I wish I could say I envision a bright tomorrow for pharmacist compensation. I want that, but these four things must happen first.
We Must Speak with One Voice
We must come together and speak with a unified voice on basic ideals such as public health, patient support, and the proper place of pharmacists as valued members of the healthcare team. And I am convinced we must gain the support of government to radically overhaul the profit-oriented system to one that is evidence based, that eliminates insurance companies, managed care organizations, and pharmacy benefit managers.
We need to change to a system that benefits the patient, such as a single-payer-type system like Kaiser.
We Must Emulate the European System
A review of how pharmacies are owned and operated in Europe reveals a much higher appreciation for the pharmacist’s role in healthcare. Some European countries regulate pharmacy and pharmacist density to ensure the appropriate number of professionals per capita for their citizens. Pharmacists are organized into a union or guild to negotiate with governments on reimbursement. Many of these countries, such as Denmark, Sweden, and Norway, ban chains and insist that the majority of pharmacies are owned and operated by pharmacists.

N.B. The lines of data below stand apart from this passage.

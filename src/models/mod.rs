//! Data models.

pub mod config;
pub mod history;
pub mod record;
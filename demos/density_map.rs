//! Example: occupation density of the general polynomial map
//!
//! Runs the density engine over r ∈ [0.3, 0.5) and writes the grid to
//! `logmap.npy` and the heat map to `bifurcation.png` (1920 × 1440).
//!
//! By default the resolution is reduced 8× on both axes so the demo finishes
//! in seconds. Pass `--full` for the full setup (800 × 27 999 grid,
//! 10 cycles of 1000 + 10 000 steps).

use bifurc_rs::engine::{DensityHistogramEngine, DensityPreset, Engine, NumericErrorGuard, Scenario};
use bifurc_rs::maps::MapConfiguration;
use bifurc_rs::models::GeneralPolynomial;
use bifurc_rs::output::visualization::{PlotConfig, plot_density};
use bifurc_rs::output::{DENSITY_IMAGE_FILE, save_density};

use std::time::Instant;

fn main() -> Result<(), Box<dyn std::error::Error>> {
    println!("═══════════════════════════════════════════════════════");
    println!("  General polynomial map - density histogram");
    println!("═══════════════════════════════════════════════════════\n");

    // ====== Setup ======

    let mut preset = DensityPreset::original();
    if !std::env::args().any(|arg| arg == "--full") {
        preset.parameter_range.2 *= 8.0;
        preset.value_range.2 *= 8.0;
        preset.cycle_count = 4;
        preset.retained_steps = 2000;
        preset.chunk_size = 500;
    }

    let sweep = preset.sweep()?;
    let edges = preset.edges()?;
    let config = preset.configuration();

    println!("Grid     : {} bins × {} parameter values", edges.n_bins(), sweep.len());
    println!(
        "Cycles   : {} × ({} warm-up + {} retained), chunks of {}\n",
        preset.cycle_count, preset.warm_up, preset.retained_steps, preset.chunk_size
    );

    let scenario = Scenario::uniform(Box::new(GeneralPolynomial), MapConfiguration::sweep_alpha(0.0), sweep, 0.0);

    // ====== Run ======

    let start = Instant::now();
    let histogram = {
        let _quiet = NumericErrorGuard::suppress();
        DensityHistogramEngine::new(edges).run(&scenario, &config)?
    };

    println!("Results:");
    println!("  time            : {:.2} s", start.elapsed().as_secs_f64());
    println!("  values binned   : {}", histogram.raw_total);
    println!("  values rejected : {}", histogram.rejected);
    println!("  occupied cells  : {}", histogram.occupied_cells());
    if let Some((low, high)) = histogram.color_bounds() {
        println!("  colour bounds   : [{:.3e}, {:.3e}]\n", low, high);
    }

    // ====== Outputs ======

    let tmp_dir = std::env::temp_dir();
    let array = save_density(&histogram, &tmp_dir)?;
    println!("Array  : {}", array.display());

    let image = tmp_dir.join(DENSITY_IMAGE_FILE);
    let (r_min, r_max) = (preset.parameter_range.0, preset.parameter_range.1);
    plot_density(
        &histogram,
        &image.to_string_lossy(),
        Some(&PlotConfig::density(format!("r ∈ [{}, {})", r_min, r_max))),
    )?;
    println!("Image  : {}", image.display());

    Ok(())
}
//! Exponential map
//!
//! ```text
//! f(z)  = eᶻ (z - 1)
//! f'(z) = eᶻ z
//! ```
//!
//! Parameter-free and continuous everywhere.

use num_complex::Complex64;

use crate::maps::{ComplexMap, DifferentiableMap, IterativeMap, MapParameters};

/// `eᶻ (z - 1)`
#[derive(Debug, Clone, Copy, Default)]
pub struct Exponential;

impl Exponential {
    /// Create the map
    pub fn new() -> Self {
        Self
    }
}

impl IterativeMap for Exponential {
    fn evaluate(&self, z: f64, _params: &MapParameters) -> f64 {
        z.exp() * (z - 1.0)
    }

    fn discontinuities(&self, _params: &MapParameters) -> Vec<f64> {
        Vec::new()
    }

    fn name(&self) -> &str {
        "Exponential"
    }
}

impl DifferentiableMap for Exponential {
    fn derivative(&self, z: f64, _params: &MapParameters) -> f64 {
        z.exp() * z
    }
}

impl ComplexMap for Exponential {
    fn evaluate_complex(&self, z: Complex64, _params: &MapParameters) -> Complex64 {
        z.exp() * (z - 1.0)
    }
}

The Pharmaceutical Group of the European Union wanted to know whether weaker government regulation and the proliferation of chain pharmacies would result in better access to pharmaceutical care and lower drug prices. The study the group commissioned by the independent German firm OBIG examined practices in six European countries.
The European study found: “Assuming increasing competition and cost-containment as the two key aims of deregulation, the research undertaken in this study could not provide any evidence that these goals have been achieved through deregulation of community pharmacies.” On the contrary, it found that prices did not go down, competition did not increase, and service was less personal with chains.
We Must Strengthen the Pharmacist’s Role
The CDC has shown that in 2017, 42% of all flu vaccines were administered in pharmacy outlets in the United States, saving thousands of lives. This was accomplished by better reimbursement and increasing pharmacy profits as a result of state legislation under provider-status contracts instituted by more than 20 states. This needs to be done at the national level by Congress.
Unless regulation strengthens the pharmacist’s role, we will continue to have overworked, underpaid pharmacists and technicians forced to work under impossible circumstances, making grievous mistakes that result in injury and death. We will go right on being paid inadequate salaries to fill, count, pour, and type unreasonable numbers of prescriptions, with little or no opportunity to add life-saving value through counseling and consulting.
We Must Find New Leaders
We can only achieve a desperately needed regulatory support by advocating for it with a compelling, unified voice. My colleague Dan Hussar writes frequently about the need for pharmacists to unionize under the employee chain pharmacists’ banner, and to correct the oversupply of schools of pharmacy. Pharmacy professionals must organize with new leaderships, legislation, and regulation.
If we as a profession want to improve our own careers, and the health of our communities and our country, we had better focus forward and work toward these radical changes to save our profession. It’s time for a revolution.